Interestingly in Australia, both Labor and Liberal have begun leaning a little to the left (Labor in policy and voting history, and the Liberals with regards to the 2017 budget).  A departure from previous history. Such wins are small and their longer term future uncertain. The positive aspects of the 2017 Liberal government budget and health reforms, still exist in context alongside other classic neoliberal policies, such as tax breaks for the wealthy at the expense of the impoverished. Both Trump and Turnbull share the delusion that trickle down economics is a way forward, despite all the real world evidence that it has never workedWages and jobs remain depressed in both countries and unemployment is the only growth area.

 Death by 1000 cuts.

Very few of the changes that harm our society are rushed, although the Rebublicans are certainly trying it with healthcare.  Once suggesting the nascent beginnings of a possible policy paradigm shift – the very likely soon to be extinct Obamacare – has proven to be merely an ephemeral reform, yielding to an upsurge in the everlasting tidal vices of greed and self interest.  Likewise, the increasing incremental attacks on Medicare in Australia are following a similar path by way of stealth such as freezes and coverage removals leading eventually to an American privatised style medical system.

Of course, even Trump recognises that Australia’s universal healthcare system is currently still a long way from being anything like what they have in America.
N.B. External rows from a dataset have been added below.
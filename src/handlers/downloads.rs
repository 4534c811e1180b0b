use axum::extract::{Query, State};
use axum::http::header::{CONTENT_DISPOSITION, CONTENT_TYPE};
use axum::response::{IntoResponse, Response};
use chrono::Local;
use serde::Deserialize;

use crate::error::AppError;
use crate::models::AppState;
use crate::services::{all_export_filename, export_all_csv, export_host_csv, host_export_filename};

#[derive(Deserialize, Debug)]
pub struct DownloadQuery {
    pub ip: Option<String>,
}

fn csv_attachment(filename: String, body: Vec<u8>) -> Response {
    (
        [
            (CONTENT_TYPE, "text/csv".to_string()),
            (CONTENT_DISPOSITION, format!("attachment; filename={}", filename)),
        ],
        body,
    )
        .into_response()
}

pub async fn download_users(State(state): State<AppState>, Query(q): Query<DownloadQuery>) -> Result<Response, AppError> {
    let address = q
        .ip
        .as_deref()
        .map(str::trim)
        .filter(|ip| !ip.is_empty())
        .ok_or_else(|| AppError::bad_request("Server IP is required"))?;
    let host = state
        .registry
        .get(address)
        .ok_or_else(|| AppError::NotFound("Server not found".to_string()))?;
    let body = export_host_csv(address, &host)?;
    Ok(csv_attachment(host_export_filename(address, Local::now()), body))
}

pub async fn download_all_users(State(state): State<AppState>) -> Result<Response, AppError> {
    let body = export_all_csv(&state.registry.snapshot())?;
    Ok(csv_attachment(all_export_filename(Local::now()), body))
}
However, the eventual dissolution of Medicare was never going to be a matter of outright overnight dissolution, in the manner that Trump and the Republicans are seeking to achieve with the dissolution of Obamacare. Rather, it will be the gradual death by one thousand cuts, with Australia gradually devolving to a system where big phama, hospitals, insurance, bio-medical and prosthetic companies garner huge profits at the expense of failing health and ageing demographics of our society.

 Paths once trod we follow.

Are the Roman and American empires fates entwined?
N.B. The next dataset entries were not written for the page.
use axum::http::header::{CACHE_CONTROL, CONTENT_TYPE};
use axum::extract::DefaultBodyLimit;
use axum::http::HeaderValue;
use axum::{
    routing::{get, post},
    Router,
};
use tower::ServiceBuilder;
use tower_http::set_header::SetResponseHeaderLayer;
use tower_http::trace::TraceLayer;

use crate::handlers;
use crate::models::AppState;

/// Largest accepted request body; uploads are buffered whole.
pub const MAX_UPLOAD_BYTES: usize = 16 * 1024 * 1024;

// Embed the default stylesheet in the binary
pub const DEFAULT_STYLESHEET: &str = include_str!("../static/styles.css");

pub fn build_router(state: AppState) -> Router {
    // Always serve styles.css - use custom if provided, otherwise use embedded default
    let stylesheet_content = state.custom_css.clone().unwrap_or_else(|| DEFAULT_STYLESHEET.to_string());

    let assets = Router::new()
        .route(
            "/static/styles.css",
            get(move || {
                let css = stylesheet_content.clone();
                async move { ([(CONTENT_TYPE, "text/css")], css) }
            }),
        )
        .layer(SetResponseHeaderLayer::if_not_present(
            CACHE_CONTROL,
            HeaderValue::from_static("public, max-age=3600"),
        ));

    Router::new()
        .route("/", get(handlers::hosts::index))
        .route("/add-ip", post(handlers::hosts::add_ip))
        .route("/upload-csv", get(handlers::accounts::upload_csv_get))
        .route("/upload-excel", get(handlers::accounts::upload_excel_get))
        .route("/delete-csv", get(handlers::accounts::delete_csv_get))
        .route("/delete-excel", get(handlers::accounts::delete_excel_get))
        .route("/create-users", post(handlers::accounts::create_users))
        .route("/create-users-excel", post(handlers::accounts::create_users_excel))
        .route("/delete-users", post(handlers::accounts::delete_users))
        .route("/delete-users-excel", post(handlers::accounts::delete_users_excel))
        .route("/delete-user", post(handlers::accounts::delete_user))
        .route("/delete-selected", post(handlers::accounts::delete_selected))
        .route("/delete-all", post(handlers::accounts::delete_all))
        .route("/download-users", get(handlers::downloads::download_users))
        .route("/download-all-users", get(handlers::downloads::download_all_users))
        .route("/software", get(handlers::software::software_get))
        .route("/install-software", post(handlers::software::install_software))
        .merge(assets)
        .layer(DefaultBodyLimit::max(MAX_UPLOAD_BYTES))
        .layer(ServiceBuilder::new().layer(TraceLayer::new_for_http()))
        .with_state(state)
}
Are the Roman and American empires fates entwined?

With so little political differences in policies, how will any of this change? Being self-contented and tranquil is the domain of spiritual gurus, saints and philosophers, but many of us find our political plight disturbing and seek change. America, although, is as unlikely to change anymore than the Roman Empire once did. Only collapse or revolution ever bought about real change in the Roman Empire. Is America’s only hope therefore, its eventual collapse? And even if that occurs how will it ever satisfy its insatiable vice of greed?  How much longer will it take for Australia to follow that path?  Do we have hope of another, less-traveled path?  Is there hope that we are not as America-lite as some dread?  For example, if you have to go to the pains that Matt Wade did to assert our differences, is that because he is aware of how many similarities we have?  How long will such differences remain? And if either nation changes course, for how long shall we stay that course, guided by the sort of people that are currently attracted to a polity where self aggrandisement and avarice takes precedence over leadership, governance and vision?  Some vices transcend time, revolution and society.